▸ **PROBLEM REQUIREMENTS**
All lines with the word "worlds" must be pulled from the entries below.

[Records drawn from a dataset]
------------------------

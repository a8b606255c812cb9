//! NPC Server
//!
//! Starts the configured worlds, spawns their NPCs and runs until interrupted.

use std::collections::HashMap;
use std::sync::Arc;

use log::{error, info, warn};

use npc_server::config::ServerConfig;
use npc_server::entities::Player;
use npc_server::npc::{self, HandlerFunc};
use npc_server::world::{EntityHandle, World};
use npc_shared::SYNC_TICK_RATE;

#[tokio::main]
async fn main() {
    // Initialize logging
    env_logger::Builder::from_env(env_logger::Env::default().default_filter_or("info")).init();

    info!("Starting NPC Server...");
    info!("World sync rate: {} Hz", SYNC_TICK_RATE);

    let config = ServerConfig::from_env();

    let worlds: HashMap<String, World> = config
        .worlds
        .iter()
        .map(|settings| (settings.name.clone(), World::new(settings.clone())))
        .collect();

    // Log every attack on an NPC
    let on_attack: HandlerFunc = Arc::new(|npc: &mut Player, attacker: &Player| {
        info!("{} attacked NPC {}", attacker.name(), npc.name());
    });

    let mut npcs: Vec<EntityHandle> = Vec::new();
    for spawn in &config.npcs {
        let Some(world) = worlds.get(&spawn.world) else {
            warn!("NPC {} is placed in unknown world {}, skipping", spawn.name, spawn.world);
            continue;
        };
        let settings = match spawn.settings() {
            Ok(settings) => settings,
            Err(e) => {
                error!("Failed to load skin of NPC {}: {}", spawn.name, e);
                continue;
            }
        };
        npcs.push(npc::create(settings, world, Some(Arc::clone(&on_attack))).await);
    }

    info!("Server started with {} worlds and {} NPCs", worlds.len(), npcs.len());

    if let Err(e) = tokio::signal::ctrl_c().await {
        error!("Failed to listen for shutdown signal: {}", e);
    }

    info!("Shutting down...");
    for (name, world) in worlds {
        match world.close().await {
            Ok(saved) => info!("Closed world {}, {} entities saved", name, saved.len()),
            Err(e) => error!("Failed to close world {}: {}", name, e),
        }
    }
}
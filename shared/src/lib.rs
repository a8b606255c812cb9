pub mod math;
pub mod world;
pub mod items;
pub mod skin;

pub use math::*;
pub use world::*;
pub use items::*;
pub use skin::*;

------------------------

▸ **ANSWER SPACE**
//! Starts the configured worlds, spawns their NPCs and runs until interrupted.
    let worlds: HashMap<String, World> = config
        .worlds
        let Some(world) = worlds.get(&spawn.world) else {
    info!("Server started with {} worlds and {} NPCs", worlds.len(), npcs.len());
    for (name, world) in worlds {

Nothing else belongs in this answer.